2-я батарейка
1
Проснулась я от того, что меня кто-то встряхивал. Полежав, не двигаясь несколько минут, и, вспомнив, где нахожусь, дождалась следующего встряхивания. Вздрагивала земля. Нашарив в кармане палатки фонарик, включила его. Лампочка зажглась и тут же медленно потухла. Этого хватило, чтобы посветить в конец палатки и запомнить где стоит мой рюкзак. В нём я нашла гермоупаковку с батарейками. Заменила батарейку и задумалась о том, что делать со старой, сидя на своём спальнике полуголой. Как вылезла из спальника, так и сидела. Фонарь горел, и я заметила, что Виктор осторожно разглядывает меня. Сделав вид, что этого не заметила, я выключила фонарь, оделась и вышла из палатки. Первым делом направилась к воде – умыться. Вода не поднялась, не ушла и прозрачность её со вчерашнего дня не изменилась. Я собиралась умыться и искала, куда бы пристроить фонарик. В этот момент опять встряхнуло землю. Волны ото всех стен-берегов побежали к центру и подпрыгнули там в нескольких местах высокими фонтанчиками.
– Мы под полигоном. Салаги учатся стрелять по мишеням.
Я вздрогнула – так неожиданно раздался голос Виктора.
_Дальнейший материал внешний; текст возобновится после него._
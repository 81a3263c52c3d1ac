//! Endpoint coverage tracking
//!
//! The universe is every declared (route, method, status) triple. The
//! covered set grows as assertions run. Both sides sit behind locks so a
//! single tracker can be shared by parallel test threads.

use std::collections::HashSet;
use std::fmt::Write as _;
use std::path::Path;

use parking_lot::{Mutex, RwLock};
use schemars::JsonSchema;
use serde::{Deserialize, Serialize};

/// One (route, method) pair with its declared status codes.
///
/// Used both for the build-time universe and for the uncovered export.
#[derive(Debug, Clone, PartialEq, Eq, Serialize, Deserialize, JsonSchema)]
pub struct CoverageEntry {
    pub route: String,
    pub method: String,
    pub statuses: Vec<String>,
}

/// Normalized coverage key: method and status upper-cased.
#[derive(Debug, Clone, PartialEq, Eq, Hash)]
pub struct CoverageKey {
    pub method: String,
    pub route: String,
    pub status: String,
}

impl CoverageKey {
    pub fn new(route: &str, method: &str, status: &str) -> Self {
        Self {
            method: method.to_ascii_uppercase(),
            route: route.to_string(),
            status: status.to_ascii_uppercase(),
        }
    }
}

impl std::fmt::Display for CoverageKey {
    fn fmt(&self, f: &mut std::fmt::Formatter<'_>) -> std::fmt::Result {
        write!(f, "{} {} {}", self.method, self.route, self.status)
    }
}

#[derive(Debug, Clone, Copy, PartialEq, Eq, Serialize, Deserialize, JsonSchema)]
pub struct CoverageStats {
    pub total: usize,
    pub covered: usize,
    /// Rounded percentage; 100 when nothing is declared
    pub percentage: u32,
}

#[derive(Debug, Default)]
pub struct CoverageTracker {
    universe: RwLock<Vec<CoverageKey>>,
    covered: Mutex<HashSet<CoverageKey>>,
}

impl CoverageTracker {
    #[must_use]
    pub fn new() -> Self {
        Self::default()
    }

    /// `false` until endpoints have been registered.
    pub fn is_tracking(&self) -> bool {
        !self.universe.read().is_empty()
    }

    /// Expand each entry's status list into universe records.
    ///
    /// Additive: calling twice with the same entries duplicates them.
    pub fn register_endpoints(&self, entries: &[CoverageEntry]) {
        let mut universe = self.universe.write();
        for entry in entries {
            for status in &entry.statuses {
                universe.push(CoverageKey::new(&entry.route, &entry.method, status));
            }
        }
    }

    /// Mark a triple as exercised. Recording the same triple again is a no-op.
    pub fn record_coverage(&self, route: &str, method: &str, status: &str) {
        self.covered
            .lock()
            .insert(CoverageKey::new(route, method, status));
    }

    /// Universe minus covered, in registration order.
    pub fn uncovered(&self) -> Vec<CoverageKey> {
        let covered = self.covered.lock();
        self.universe
            .read()
            .iter()
            .filter(|key| !covered.contains(*key))
            .cloned()
            .collect()
    }

    /// Uncovered records grouped per (route, method), first-seen order.
    pub fn uncovered_grouped(&self) -> Vec<CoverageEntry> {
        let mut groups: Vec<CoverageEntry> = Vec::new();
        for key in self.uncovered() {
            match groups
                .iter_mut()
                .find(|g| g.route == key.route && g.method == key.method)
            {
                Some(group) => group.statuses.push(key.status),
                None => groups.push(CoverageEntry {
                    route: key.route,
                    method: key.method,
                    statuses: vec![key.status],
                }),
            }
        }
        groups
    }

    pub fn stats(&self) -> CoverageStats {
        let covered_set = self.covered.lock();
        let universe = self.universe.read();
        let total = universe.len();
        let covered = universe.iter().filter(|k| covered_set.contains(*k)).count();
        let percentage = if total == 0 {
            100
        } else {
            // Exact for any realistic endpoint count
            ((covered as f64 / total as f64) * 100.0).round() as u32
        };
        CoverageStats {
            total,
            covered,
            percentage,
        }
    }

    /// Human-readable summary: totals, then uncovered endpoints by route.
    pub fn render_summary(&self) -> String {
        let stats = self.stats();
        let mut out = String::new();
        let _ = writeln!(
            out,
            "API coverage: {}/{} endpoints ({}%)",
            stats.covered, stats.total, stats.percentage
        );

        let uncovered = self.uncovered_grouped();
        if uncovered.is_empty() {
            return out;
        }

        out.push_str("\nUncovered endpoints:\n");
        let mut routes: Vec<&str> = Vec::new();
        for entry in &uncovered {
            if !routes.contains(&entry.route.as_str()) {
                routes.push(&entry.route);
            }
        }
        for route in routes {
            let _ = writeln!(out, "  {route}");
            for entry in uncovered.iter().filter(|e| e.route == route) {
                let _ = writeln!(out, "    {} {}", entry.method, entry.statuses.join(", "));
            }
        }
        out
    }

    /// Write the grouped uncovered records as a pretty JSON array.
    ///
    /// # Errors
    ///
    /// Returns error if the file cannot be written.
    pub fn export_uncovered(&self, path: &Path) -> Result<(), std::io::Error> {
        let json = serde_json::to_string_pretty(&self.uncovered_grouped())
            .map_err(|e| std::io::Error::other(e.to_string()))?;
        std::fs::write(path, json)
    }
}

/// Generate JSON Schema for the uncovered-endpoint export file.
#[must_use]
pub fn generate_export_schema() -> String {
    let schema = schemars::schema_for!(Vec<CoverageEntry>);
    serde_json::to_string_pretty(&schema).unwrap_or_default()
}

#[cfg(test)]
mod tests {
    use super::*;

    fn entry(route: &str, method: &str, statuses: &[&str]) -> CoverageEntry {
        CoverageEntry {
            route: route.into(),
            method: method.into(),
            statuses: statuses.iter().map(|s| (*s).to_string()).collect(),
        }
    }

    fn pets_tracker() -> CoverageTracker {
        let tracker = CoverageTracker::new();
        tracker.register_endpoints(&[
            entry("/pets", "GET", &["200", "404"]),
            entry("/pets", "POST", &["201"]),
            entry("/pets/{petId}", "GET", &["200", "DEFAULT"]),
        ]);
        tracker
    }

    #[test]
    fn idle_until_registered() {
        let tracker = CoverageTracker::new();
        assert!(!tracker.is_tracking());
        tracker.register_endpoints(&[entry("/pets", "GET", &["200"])]);
        assert!(tracker.is_tracking());
    }

    #[test]
    fn half_covered() {
        let tracker = CoverageTracker::new();
        tracker.register_endpoints(&[entry("/pets", "GET", &["200", "404"])]);
        tracker.record_coverage("/pets", "GET", "200");

        assert_eq!(
            tracker.uncovered(),
            vec![CoverageKey::new("/pets", "GET", "404")]
        );
        let stats = tracker.stats();
        assert_eq!(stats.total, 2);
        assert_eq!(stats.covered, 1);
        assert_eq!(stats.percentage, 50);
    }

    #[test]
    fn empty_universe_is_fully_covered() {
        let stats = CoverageTracker::new().stats();
        assert_eq!(stats.total, 0);
        assert_eq!(stats.percentage, 100);
    }

    #[test]
    fn recording_is_set_semantics() {
        let tracker = pets_tracker();
        tracker.record_coverage("/pets", "GET", "200");
        tracker.record_coverage("/pets", "GET", "200");
        assert_eq!(tracker.stats().covered, 1);
    }

    #[test]
    fn keys_are_normalized() {
        let tracker = pets_tracker();
        tracker.record_coverage("/pets/{petId}", "get", "default");
        assert!(
            !tracker
                .uncovered()
                .contains(&CoverageKey::new("/pets/{petId}", "GET", "DEFAULT"))
        );
    }

    #[test]
    fn unknown_keys_do_not_inflate_stats() {
        let tracker = pets_tracker();
        tracker.record_coverage("/elsewhere", "GET", "200");
        assert_eq!(tracker.stats().covered, 0);
    }

    #[test]
    fn percentage_rounds() {
        let tracker = CoverageTracker::new();
        tracker.register_endpoints(&[entry("/a", "GET", &["200", "201", "202"])]);
        tracker.record_coverage("/a", "GET", "200");
        tracker.record_coverage("/a", "GET", "201");
        assert_eq!(tracker.stats().percentage, 67);
    }

    #[test]
    fn repeated_registration_duplicates_universe() {
        let tracker = CoverageTracker::new();
        let entries = [entry("/a", "GET", &["200"])];
        tracker.register_endpoints(&entries);
        tracker.register_endpoints(&entries);
        assert_eq!(tracker.stats().total, 2);
    }

    #[test]
    fn grouped_export_shape() {
        let tracker = pets_tracker();
        tracker.record_coverage("/pets", "GET", "404");
        tracker.record_coverage("/pets/{petId}", "GET", "200");

        insta::assert_json_snapshot!(tracker.uncovered_grouped(), @r#"
        [
          {
            "route": "/pets",
            "method": "GET",
            "statuses": [
              "200"
            ]
          },
          {
            "route": "/pets",
            "method": "POST",
            "statuses": [
              "201"
            ]
          },
          {
            "route": "/pets/{petId}",
            "method": "GET",
            "statuses": [
              "DEFAULT"
            ]
          }
        ]
        "#);
    }

    #[test]
    fn summary_lists_uncovered_by_route() {
        let tracker = pets_tracker();
        tracker.record_coverage("/pets", "GET", "200");
        tracker.record_coverage("/pets/{petId}", "GET", "200");

        let expected = "\
API coverage: 2/5 endpoints (40%)

Uncovered endpoints:
  /pets
    GET 404
    POST 201
  /pets/{petId}
    GET DEFAULT
";
        assert_eq!(tracker.render_summary(), expected);
    }

    #[test]
    fn summary_when_everything_covered() {
        let tracker = CoverageTracker::new();
        tracker.register_endpoints(&[entry("/a", "GET", &["200"])]);
        tracker.record_coverage("/a", "GET", "200");
        assert_eq!(
            tracker.render_summary(),
            "API coverage: 1/1 endpoints (100%)\n"
        );
    }

    #[test]
    fn export_writes_json_array() {
        let dir = tempfile::tempdir().unwrap();
        let path = dir.path().join("coverage.json");
        let tracker = pets_tracker();
        tracker.export_uncovered(&path).unwrap();

        let parsed: Vec<CoverageEntry> =
            serde_json::from_str(&std::fs::read_to_string(&path).unwrap()).unwrap();
        assert_eq!(parsed.len(), 3);
        assert_eq!(parsed[0], entry("/pets", "GET", &["200", "404"]));
    }

    #[test]
    fn tracker_is_shareable_across_threads() {
        let tracker = std::sync::Arc::new(pets_tracker());
        let handles: Vec<_> = ["200", "404"]
            .into_iter()
            .map(|status| {
                let t = std::sync::Arc::clone(&tracker);
                std::thread::spawn(move || t.record_coverage("/pets", "GET", status))
            })
            .collect();
        for h in handles {
            h.join().unwrap();
        }
        assert_eq!(tracker.stats().covered, 2);
    }
}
Я и не слышала, как он подошёл.
– С чего ты взял, что салаги?
– Мишень-то одна и стоит в одном месте, а они лупят вокруг да около.
– А ты, что? Эксперт-артиллерист?
– А то! Целый год после института наводчиком на самоходке. Старший сержант Терентьев! Прошу любить и жаловать.
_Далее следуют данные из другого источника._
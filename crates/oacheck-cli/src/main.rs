//! oacheck CLI - Validate captured HTTP responses against an OpenAPI 3.1 contract

mod input;

use std::path::{Path, PathBuf};
use std::process::ExitCode;

use anyhow::{Context, Result};
use clap::{ArgAction, Parser, Subcommand, ValueEnum};
use tracing_subscriber::EnvFilter;

use oacheck_core::{Config, RegisterOptions};
use oacheck_core::coverage::generate_export_schema;
use oacheck_core::result::generate_result_schema;
use oacheck_validator::{AssertionError, Harness, Registry};

#[derive(Parser)]
#[command(name = "oacheck")]
#[command(about = "Validate captured HTTP responses against an OpenAPI 3.1 contract")]
#[command(version)]
struct Cli {
    #[command(subcommand)]
    command: Commands,

    /// Output format
    #[arg(long, global = true, default_value = "terminal")]
    output: OutputFormat,

    /// Verbose output (debug logging)
    #[arg(short, long, global = true)]
    verbose: bool,
}

#[derive(Subcommand)]
enum Commands {
    /// Validate captured responses (JSON lines, or `-` for stdin)
    Check {
        /// Captured responses file
        responses: String,

        /// Config file (default: .oacheck.toml)
        #[arg(short, long)]
        config: Option<String>,

        /// OpenAPI spec (repeatable; overrides config `specs`)
        #[arg(short, long = "spec")]
        specs: Vec<String>,

        /// Print the coverage summary. Use --report false to disable.
        #[arg(long, action = ArgAction::Set)]
        report: Option<bool>,

        /// Export uncovered endpoints as JSON
        #[arg(long)]
        export: bool,

        /// Export destination (default: coverage.json)
        #[arg(long)]
        export_path: Option<PathBuf>,
    },

    /// List every declared (route, method, statuses) endpoint
    Endpoints {
        /// Config file (default: .oacheck.toml)
        #[arg(short, long)]
        config: Option<String>,

        /// OpenAPI spec (repeatable; overrides config `specs`)
        #[arg(short, long = "spec")]
        specs: Vec<String>,
    },

    /// Initialize config file
    Init,

    /// Export JSON Schema for the interchange formats
    Schema {
        #[arg(long, default_value = "validation")]
        kind: SchemaKind,
    },
}

#[derive(Clone, Copy, ValueEnum)]
enum SchemaKind {
    /// Validation result (`--output json` lines)
    Validation,
    /// Uncovered-endpoint export file
    Coverage,
}

#[derive(Clone, Copy, ValueEnum, PartialEq, Eq)]
enum OutputFormat {
    Terminal,
    Json,
    Silent,
}

fn main() -> ExitCode {
    let cli = Cli::parse();
    init_logging(cli.verbose);

    match run(cli) {
        Ok(code) => ExitCode::from(code),
        Err(e) => {
            eprintln!("Error: {e:#}");
            ExitCode::from(3)
        }
    }
}

fn init_logging(verbose: bool) {
    let filter = EnvFilter::try_from_env("OACHECK_LOG")
        .or_else(|_| EnvFilter::try_from_default_env())
        .unwrap_or_else(|_| EnvFilter::new(if verbose { "debug" } else { "warn" }));
    tracing_subscriber::fmt()
        .with_env_filter(filter)
        .with_writer(std::io::stderr)
        .with_target(false)
        .init();
}

fn load_config(path: Option<&str>) -> Result<Config> {
    let cfg = match path {
        Some(p) => Config::load(Path::new(p))?,
        None => Config::load_default()?,
    };
    Ok(cfg)
}

/// Command-line values that take precedence over the config file.
#[derive(Default)]
struct Overrides {
    specs: Vec<String>,
    report: Option<bool>,
    export: bool,
    export_path: Option<PathBuf>,
}

fn apply_overrides(cfg: &mut Config, overrides: Overrides) {
    if !overrides.specs.is_empty() {
        cfg.specs = overrides.specs;
    }
    if let Some(report) = overrides.report {
        cfg.report = report;
    }
    cfg.export |= overrides.export;
    if let Some(path) = overrides.export_path {
        cfg.export_path = path;
    }
    tracing::debug!(
        specs = ?cfg.specs,
        report = cfg.report,
        export = cfg.export,
        export_path = %cfg.export_path.display(),
        "effective config"
    );
}

fn run(cli: Cli) -> Result<u8> {
    match cli.command {
        Commands::Check {
            responses,
            config,
            specs,
            report,
            export,
            export_path,
        } => {
            let mut cfg = load_config(config.as_deref())?;
            apply_overrides(
                &mut cfg,
                Overrides {
                    specs,
                    report,
                    export,
                    export_path,
                },
            );
            check(&cfg, &responses, cli.output)
        }

        Commands::Endpoints { config, specs } => {
            let mut cfg = load_config(config.as_deref())?;
            apply_overrides(
                &mut cfg,
                Overrides {
                    specs,
                    ..Overrides::default()
                },
            );
            let registry = Registry::from_specs(&cfg.specs)?;
            match cli.output {
                OutputFormat::Terminal => {
                    for e in registry.endpoints() {
                        println!("{:<7} {}  [{}]", e.method, e.route, e.statuses.join(", "));
                    }
                }
                OutputFormat::Json => {
                    println!("{}", serde_json::to_string_pretty(registry.endpoints())?);
                }
                OutputFormat::Silent => {}
            }
            Ok(0)
        }

        Commands::Init => {
            let path = Path::new(".oacheck.toml");
            if path.exists() {
                eprintln!(".oacheck.toml already exists");
                return Ok(1);
            }
            std::fs::write(path, Config::example()).context("writing .oacheck.toml")?;
            println!("Created .oacheck.toml");
            Ok(0)
        }

        Commands::Schema { kind } => {
            let schema = match kind {
                SchemaKind::Validation => generate_result_schema(),
                SchemaKind::Coverage => generate_export_schema(),
            };
            println!("{schema}");
            Ok(0)
        }
    }
}

fn check(cfg: &Config, responses: &str, output: OutputFormat) -> Result<u8> {
    let captured = input::read_captured(responses)?;

    tracing::debug!(responses = captured.len(), source = responses, "read captured responses");

    let harness = Harness::new();
    let options = RegisterOptions {
        // Silent mode never prints the summary
        report_on_exit: cfg.report && output == OutputFormat::Terminal,
        ..cfg.register_options()
    };
    harness.register_specs(&cfg.specs, options)?;

    if output == OutputFormat::Terminal {
        eprintln!("Config:");
        eprintln!("  specs:     {}", cfg.specs.join(", "));
        eprintln!("  responses: {} captured", captured.len());
        eprintln!();
    }

    let mut failed = 0_usize;
    for item in &captured {
        let outcome = harness.assert_response(&item.value);
        match output {
            OutputFormat::Terminal => print_terminal(item.line, &outcome),
            OutputFormat::Json => print_json(item.line, &outcome)?,
            OutputFormat::Silent => {}
        }
        if outcome.is_err() {
            failed += 1;
        }
    }

    let summary = harness.finalize()?;
    if output == OutputFormat::Terminal {
        println!();
        println!(
            "Result: {} passed, {failed} failed",
            captured.len() - failed
        );
        if let Some(path) = &summary.exported_to {
            println!("Uncovered endpoints written to {}", path.display());
        }
    }

    Ok(if failed == 0 { 0 } else { 1 })
}

fn print_terminal(line: usize, outcome: &Result<(), AssertionError>) {
    let Err(err) = outcome else {
        return;
    };
    println!("✗ line {line}: {err}");
    for issue in err.issues() {
        let path = if issue.path.is_empty() { "(body)" } else { issue.path.as_str() };
        match &issue.keyword {
            Some(keyword) => println!("    {path} [{keyword}] {}", issue.message),
            None => println!("    {path} {}", issue.message),
        }
    }
}

fn print_json(line: usize, outcome: &Result<(), AssertionError>) -> Result<()> {
    let record = match outcome {
        Ok(()) => serde_json::json!({"line": line, "valid": true}),
        Err(err) => serde_json::json!({
            "line": line,
            "valid": false,
            "message": err.to_string(),
            "errors": err.issues(),
        }),
    };
    println!("{}", serde_json::to_string(&record)?);
    Ok(())
}
//! Project configuration for contract checks

use serde::{Deserialize, Serialize};
use std::path::{Path, PathBuf};

/// Default file name for the uncovered-endpoint export.
pub const DEFAULT_EXPORT_PATH: &str = "coverage.json";

/// Project configuration
#[derive(Debug, Clone, PartialEq, Eq, Serialize, Deserialize)]
pub struct Config {
    /// OpenAPI 3.1 documents (JSON), as filesystem paths or `file://` URLs
    #[serde(default)]
    pub specs: Vec<String>,

    /// Print the coverage summary when the run is finalized
    #[serde(default = "default_true")]
    pub report: bool,

    /// Write uncovered endpoints to `export_path` when the run is finalized
    #[serde(default)]
    pub export: bool,

    /// Export destination (default: "coverage.json" in the working directory)
    #[serde(default = "default_export_path")]
    pub export_path: PathBuf,
}

/// Options bag handed to spec registration.
///
/// `report_on_exit` and `export_on_exit` are independent.
#[derive(Debug, Clone, PartialEq, Eq)]
pub struct RegisterOptions {
    pub report_on_exit: bool,
    pub export_on_exit: bool,
    pub export_path: PathBuf,
}

impl Default for RegisterOptions {
    fn default() -> Self {
        Self {
            report_on_exit: false,
            export_on_exit: false,
            export_path: default_export_path(),
        }
    }
}

fn default_true() -> bool {
    true
}

fn default_export_path() -> PathBuf {
    PathBuf::from(DEFAULT_EXPORT_PATH)
}

impl Default for Config {
    fn default() -> Self {
        Self {
            specs: vec!["openapi.json".to_string()],
            report: true,
            export: false,
            export_path: default_export_path(),
        }
    }
}

impl Config {
    /// Load config from file
    ///
    /// # Errors
    ///
    /// Returns error if file cannot be read or parsed
    pub fn load(path: &Path) -> Result<Self, ConfigError> {
        let content = std::fs::read_to_string(path)
            .map_err(|e| ConfigError::Io(path.to_path_buf(), e.to_string()))?;

        if path.extension().is_some_and(|ext| ext == "json") {
            serde_json::from_str(&content).map_err(|e| ConfigError::Parse(e.to_string()))
        } else {
            toml::from_str(&content).map_err(|e| ConfigError::Parse(e.to_string()))
        }
    }

    /// Load from default location (.oacheck.toml)
    pub fn load_default() -> Result<Self, ConfigError> {
        Self::load_default_in(Path::new("."))
    }

    /// Same as [`Config::load_default`], searching `dir` instead of the
    /// working directory.
    pub fn load_default_in(dir: &Path) -> Result<Self, ConfigError> {
        let candidates = [".oacheck.toml", ".oacheck.json", "oacheck.toml"];

        for name in candidates {
            let path = dir.join(name);
            if path.exists() {
                return Self::load(&path);
            }
        }

        // No config file, return default
        Ok(Self::default())
    }

    /// Registration options derived from the report/export flags.
    #[must_use]
    pub fn register_options(&self) -> RegisterOptions {
        RegisterOptions {
            report_on_exit: self.report,
            export_on_exit: self.export,
            export_path: self.export_path.clone(),
        }
    }

    /// Create example config file
    pub fn example() -> &'static str {
        r#"# oacheck configuration

# OpenAPI 3.1 documents (JSON). Paths or file:// URLs.
specs = ["openapi.json"]

# Print the coverage summary at the end of the run
report = true

# Write uncovered endpoints as JSON at the end of the run
export = false
# export_path = "coverage.json"
"#
    }
}

#[derive(Debug, thiserror::Error)]
pub enum ConfigError {
    #[error("Cannot read {0}: {1}")]
    Io(PathBuf, String),
    #[error("Parse error: {0}")]
    Parse(String),
}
– Я подумаю... – сказала я, сделав смущённое лицо.
Виктор не знал, как принять мою последнюю фразу, смутился, похоже, по-настоящему, прошёл к воде и принялся старательно умываться. Мне ничего не оставалось, как составить ему компанию.
Вспомнила, что ещё надо помыть котелки, чтобы накипятить воды и заварить чай. Сварю ещё овсяшку, думала я, и будет нормально, на завтрак хватит. Но печечку и котелки пришлось откапывать. Куча песка стояла почти не тронутой, будто мы её и не раскидывали. А где-то там в её недрах покоилась печка, котелки и всё остальное, что мы оставили поужинав. Пока мы стояли, открыв рот на такую неожиданность, разгадка пришла сама: землю встряхнуло ещё раз, а сразу после этого из трещины посыпался песок. Хорошо, что мы ничего не раскидывали. Всё откопали в одном месте: ложки в кружках, кружки в котелках, котелки рядом с печкой.
После завтрака Виктор засобирался искать выход. Собственно, это я теперь говорю искать, потому что он-таки искал. А собирался он, типа сейчас, раз-два и выбрались. Я ему сказала о расстоянии. Что оно значительно превышает длину наших верёвок. Он уверенно считал, что это не препятствие. Будем, говорит, выходить с остановками. Закрепляться и перевязываться выше и выше.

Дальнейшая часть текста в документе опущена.